**Brief:** Every line with the string "AllocGrow" should be copied from the data.

Dataset entries:

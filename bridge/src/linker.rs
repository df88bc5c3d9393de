//! Host function registration via the Wasmtime linker.
//!
//! Registers the `tether` import set the guest links against:
//! the linear-memory allocator (`malloc`/`realloc`/`free`), reference-table
//! entry points (`ref_alloc`/`ref_drop`/`ref_text_new`/`ref_num_new`),
//! the generic closure adapter (`closure_invoke`/`closure_destroy`), and
//! the exception channel (`exn_store`).
//!
//! These signatures have no spare status channel — `malloc` returns the
//! pointer itself — so a failing import records a typed [`HostFault`] in
//! the store state and traps; the loader's call wrapper converts the
//! recorded fault into the host-visible error.

use anyhow::anyhow;
use wasmtime::{AsContextMut, Caller, Linker, Memory};

use tether_hostapi::{Handle, HostValue, ARG_SLOT_BYTES};

use crate::error::{BridgeError, HostFault};
use crate::host_impl::BridgeState;
use crate::memory::{self, AllocError, AllocGrow, PAGE_BYTES};
use crate::validation::IMPORT_MODULE;

/// Get the guest's exported memory from a Caller.
fn get_memory(caller: &mut Caller<'_, BridgeState>) -> Option<Memory> {
    caller.get_export("memory").and_then(|e| e.into_memory())
}

fn need_memory(caller: &mut Caller<'_, BridgeState>) -> anyhow::Result<Memory> {
    get_memory(caller).ok_or_else(|| anyhow!("no memory export"))
}

/// Register all `tether` host functions with the linker.
pub fn register_host_functions(linker: &mut Linker<BridgeState>) -> Result<(), BridgeError> {
    register_malloc(linker)?;
    register_realloc(linker)?;
    register_free(linker)?;
    register_ref_alloc(linker)?;
    register_ref_drop(linker)?;
    register_ref_text_new(linker)?;
    register_ref_num_new(linker)?;
    register_closure_invoke(linker)?;
    register_closure_destroy(linker)?;
    register_exn_store(linker)?;
    Ok(())
}

// ── Allocator primitives ──

/// Allocate in the bridge region, growing the wasm memory when the region
/// is exhausted. A refused grow records `OutOfMemory` and traps — never a
/// truncated allocation.
pub(crate) fn allocate_raw<C>(
    mut ctx: C,
    mem: &Memory,
    size: u32,
    align: u32,
) -> anyhow::Result<u32>
where
    C: AsContextMut<Data = BridgeState>,
{
    loop {
        let outcome = ctx.as_context_mut().data_mut().alloc.allocate(size, align);
        match outcome {
            Ok(ptr) => return Ok(ptr),
            Err(AllocGrow::Error(AllocError::BadAlignment)) => {
                return Err(ctx.as_context_mut().data_mut().fault(HostFault::BadAlignment));
            }
            Err(AllocGrow::Error(_)) => {
                return Err(ctx.as_context_mut().data_mut().fault(HostFault::BadPointer));
            }
            Err(AllocGrow::Grow(grow)) => {
                if mem.grow(&mut ctx, grow.pages).is_err() {
                    return Err(ctx.as_context_mut().data_mut().fault(HostFault::OutOfMemory));
                }
                let extra = (grow.pages * PAGE_BYTES).min(u32::MAX as u64) as u32;
                ctx.as_context_mut().data_mut().alloc.extend_capacity(extra);
            }
        }
    }
}

/// Reallocate a block, preserving `[0, min(old, new))` bytes.
///
/// Shrink is served in place; growth tries in-place extension first and
/// otherwise relocates (allocate, copy, free). The old pointer is invalid
/// the instant this returns a different one.
pub(crate) fn reallocate_raw<C>(
    mut ctx: C,
    mem: &Memory,
    ptr: u32,
    old_size: u32,
    old_align: u32,
    new_size: u32,
) -> anyhow::Result<u32>
where
    C: AsContextMut<Data = BridgeState>,
{
    if old_size == 0 {
        return allocate_raw(ctx, mem, new_size, old_align);
    }
    if new_size == 0 {
        let freed = ctx
            .as_context_mut()
            .data_mut()
            .alloc
            .free(ptr, old_size, old_align);
        if let Err(err) = freed {
            let fault = free_fault(err);
            return Err(ctx.as_context_mut().data_mut().fault(fault));
        }
        return allocate_raw(ctx, mem, 0, old_align);
    }
    if new_size <= old_size {
        let shrunk = ctx
            .as_context_mut()
            .data_mut()
            .alloc
            .shrink(ptr, old_size, new_size);
        if let Err(err) = shrunk {
            let fault = free_fault(err);
            return Err(ctx.as_context_mut().data_mut().fault(fault));
        }
        return Ok(ptr);
    }
    if ctx
        .as_context_mut()
        .data_mut()
        .alloc
        .try_extend(ptr, old_size, new_size)
    {
        return Ok(ptr);
    }

    let new_ptr = allocate_raw(&mut ctx, mem, new_size, old_align)?;
    {
        let data = mem.data_mut(&mut ctx);
        if memory::validate_range(data.len(), ptr, old_size).is_err()
            || memory::validate_range(data.len(), new_ptr, old_size).is_err()
        {
            return Err(ctx.as_context_mut().data_mut().fault(HostFault::BadPointer));
        }
        data.copy_within(
            ptr as usize..ptr as usize + old_size as usize,
            new_ptr as usize,
        );
    }
    let freed = ctx
        .as_context_mut()
        .data_mut()
        .alloc
        .free(ptr, old_size, old_align);
    if let Err(err) = freed {
        let fault = free_fault(err);
        return Err(ctx.as_context_mut().data_mut().fault(fault));
    }
    Ok(new_ptr)
}

fn free_fault(err: AllocError) -> HostFault {
    match err {
        AllocError::BadPointer => HostFault::BadPointer,
        AllocError::BadAlignment => HostFault::BadAlignment,
        AllocError::DoubleFree => HostFault::DoubleFree,
    }
}

fn register_malloc(linker: &mut Linker<BridgeState>) -> Result<(), BridgeError> {
    linker.func_wrap(
        IMPORT_MODULE,
        "malloc",
        |mut caller: Caller<'_, BridgeState>, size: i32, align: i32| -> anyhow::Result<i32> {
            let mem = need_memory(&mut caller)?;
            let ptr = allocate_raw(&mut caller, &mem, size as u32, align as u32)?;
            Ok(ptr as i32)
        },
    )?;
    Ok(())
}

fn register_realloc(linker: &mut Linker<BridgeState>) -> Result<(), BridgeError> {
    linker.func_wrap(
        IMPORT_MODULE,
        "realloc",
        |mut caller: Caller<'_, BridgeState>,
         ptr: i32,
         old_size: i32,
         old_align: i32,
         new_size: i32|
         -> anyhow::Result<i32> {
            let mem = need_memory(&mut caller)?;
            let new_ptr = reallocate_raw(
                &mut caller,
                &mem,
                ptr as u32,
                old_size as u32,
                old_align as u32,
                new_size as u32,
            )?;
            Ok(new_ptr as i32)
        },
    )?;
    Ok(())
}

fn register_free(linker: &mut Linker<BridgeState>) -> Result<(), BridgeError> {
    linker.func_wrap(
        IMPORT_MODULE,
        "free",
        |mut caller: Caller<'_, BridgeState>,
         ptr: i32,
         size: i32,
         align: i32|
         -> anyhow::Result<()> {
            let freed = caller
                .data_mut()
                .alloc
                .free(ptr as u32, size as u32, align as u32);
            if let Err(err) = freed {
                let fault = free_fault(err);
                return Err(caller.data_mut().fault(fault));
            }
            Ok(())
        },
    )?;
    Ok(())
}

// ── Reference table ──

fn register_ref_alloc(linker: &mut Linker<BridgeState>) -> Result<(), BridgeError> {
    linker.func_wrap(
        IMPORT_MODULE,
        "ref_alloc",
        |mut caller: Caller<'_, BridgeState>| -> anyhow::Result<i32> {
            match caller.data_mut().table.alloc() {
                Ok(handle) => Ok(handle.raw() as i32),
                Err(err) => {
                    let fault = HostFault::from(err);
                    Err(caller.data_mut().fault(fault))
                }
            }
        },
    )?;
    Ok(())
}

fn register_ref_drop(linker: &mut Linker<BridgeState>) -> Result<(), BridgeError> {
    linker.func_wrap(
        IMPORT_MODULE,
        "ref_drop",
        |mut caller: Caller<'_, BridgeState>, handle: i32| -> anyhow::Result<()> {
            let handle = Handle::from_raw(handle as u32);
            if let Err(fault) = caller.data_mut().drop_ref(handle) {
                return Err(caller.data_mut().fault(fault));
            }
            Ok(())
        },
    )?;
    Ok(())
}

fn register_ref_text_new(linker: &mut Linker<BridgeState>) -> Result<(), BridgeError> {
    linker.func_wrap(
        IMPORT_MODULE,
        "ref_text_new",
        |mut caller: Caller<'_, BridgeState>, ptr: i32, len: i32| -> anyhow::Result<i32> {
            let mem = need_memory(&mut caller)?;
            let bytes = {
                let data = mem.data(&caller);
                match memory::read_bytes(data, ptr as u32, len as u32) {
                    Ok(b) => b,
                    Err(_) => return Err(caller.data_mut().fault(HostFault::BadPointer)),
                }
            };
            let text = match String::from_utf8(bytes) {
                Ok(t) => t,
                Err(_) => return Err(caller.data_mut().fault(HostFault::InvalidUtf8)),
            };
            match caller.data_mut().table.insert(HostValue::Text(text)) {
                Ok(handle) => Ok(handle.raw() as i32),
                Err(err) => {
                    let fault = HostFault::from(err);
                    Err(caller.data_mut().fault(fault))
                }
            }
        },
    )?;
    Ok(())
}

fn register_ref_num_new(linker: &mut Linker<BridgeState>) -> Result<(), BridgeError> {
    linker.func_wrap(
        IMPORT_MODULE,
        "ref_num_new",
        |mut caller: Caller<'_, BridgeState>, value: f64| -> anyhow::Result<i32> {
            match caller.data_mut().table.insert(HostValue::Number(value)) {
                Ok(handle) => Ok(handle.raw() as i32),
                Err(err) => {
                    let fault = HostFault::from(err);
                    Err(caller.data_mut().fault(fault))
                }
            }
        },
    )?;
    Ok(())
}

// ── Closure trampoline ──

fn register_closure_invoke(linker: &mut Linker<BridgeState>) -> Result<(), BridgeError> {
    linker.func_wrap(
        IMPORT_MODULE,
        "closure_invoke",
        |mut caller: Caller<'_, BridgeState>,
         handle: i32,
         args_ptr: i32,
         ret_ptr: i32|
         -> anyhow::Result<()> {
            let mem = need_memory(&mut caller)?;
            let handle = Handle::from_raw(handle as u32);

            let (id, shape) = match caller.data().resolve_closure(handle) {
                Ok(v) => v,
                Err(fault) => return Err(caller.data_mut().fault(fault)),
            };

            // Read raw argument slots and validate the result slot.
            let mut raw = Vec::with_capacity(shape.arity as usize);
            {
                let data = mem.data(&caller);
                for i in 0..shape.arity as u32 {
                    match memory::read_u64(data, args_ptr as u32 + i * ARG_SLOT_BYTES) {
                        Ok(slot) => raw.push(slot),
                        Err(_) => return Err(caller.data_mut().fault(HostFault::BadPointer)),
                    }
                }
                if memory::validate_range(data.len(), ret_ptr as u32, ARG_SLOT_BYTES).is_err() {
                    return Err(caller.data_mut().fault(HostFault::BadPointer));
                }
            }

            let args = match caller.data().resolve_args(shape, &raw) {
                Ok(a) => a,
                Err(fault) => return Err(caller.data_mut().fault(fault)),
            };

            // Take the callback out for the duration of the call; a nested
            // invoke of the same closure would find it missing.
            let mut callback = match caller.data_mut().closures.take(id) {
                Some(cb) => cb,
                None => {
                    let fault =
                        HostFault::TypeMismatch(format!("closure {} invoked reentrantly", handle));
                    return Err(caller.data_mut().fault(fault));
                }
            };
            let outcome = callback.call(&args);
            caller.data_mut().closures.restore(id, callback);

            match outcome {
                Ok(value) => {
                    let slot = match caller.data_mut().encode_result(shape, value) {
                        Ok(s) => s,
                        Err(fault) => return Err(caller.data_mut().fault(fault)),
                    };
                    let wrote = {
                        let data = mem.data_mut(&mut caller);
                        memory::write_u64(data, ret_ptr as u32, slot)
                    };
                    if wrote.is_err() {
                        return Err(caller.data_mut().fault(HostFault::BadPointer));
                    }
                    Ok(())
                }
                Err(err) => {
                    // Callback failure arms the exception channel and
                    // surfaces as a module fault.
                    match caller.data_mut().arm_exn_text(err.0.clone()) {
                        Ok(()) => Err(anyhow!("callback failed: {}", err.0)),
                        Err(fault) => Err(caller.data_mut().fault(fault)),
                    }
                }
            }
        },
    )?;
    Ok(())
}

fn register_closure_destroy(linker: &mut Linker<BridgeState>) -> Result<(), BridgeError> {
    linker.func_wrap(
        IMPORT_MODULE,
        "closure_destroy",
        |mut caller: Caller<'_, BridgeState>, handle: i32| -> anyhow::Result<()> {
            let handle = Handle::from_raw(handle as u32);
            if let Err(fault) = caller.data_mut().destroy_closure(handle) {
                return Err(caller.data_mut().fault(fault));
            }
            Ok(())
        },
    )?;
    Ok(())
}

// ── Exception channel ──

fn register_exn_store(linker: &mut Linker<BridgeState>) -> Result<(), BridgeError> {
    linker.func_wrap(
        IMPORT_MODULE,
        "exn_store",
        |mut caller: Caller<'_, BridgeState>, handle: i32| -> anyhow::Result<()> {
            let handle = Handle::from_raw(handle as u32);
            // The stored value must be live; the wrapper drains it later.
            if let Err(err) = caller.data().table.get(handle) {
                let fault = HostFault::from(err);
                return Err(caller.data_mut().fault(fault));
            }
            if caller.data_mut().exn.store(handle).is_err() {
                return Err(caller.data_mut().fault(HostFault::ChannelViolation));
            }
            Ok(())
        },
    )?;
    Ok(())
}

**Response area:**
use crate::memory::{self, AllocError, AllocGrow, PAGE_BYTES};
            Err(AllocGrow::Error(AllocError::BadAlignment)) => {
            Err(AllocGrow::Error(_)) => {
            Err(AllocGrow::Grow(grow)) => {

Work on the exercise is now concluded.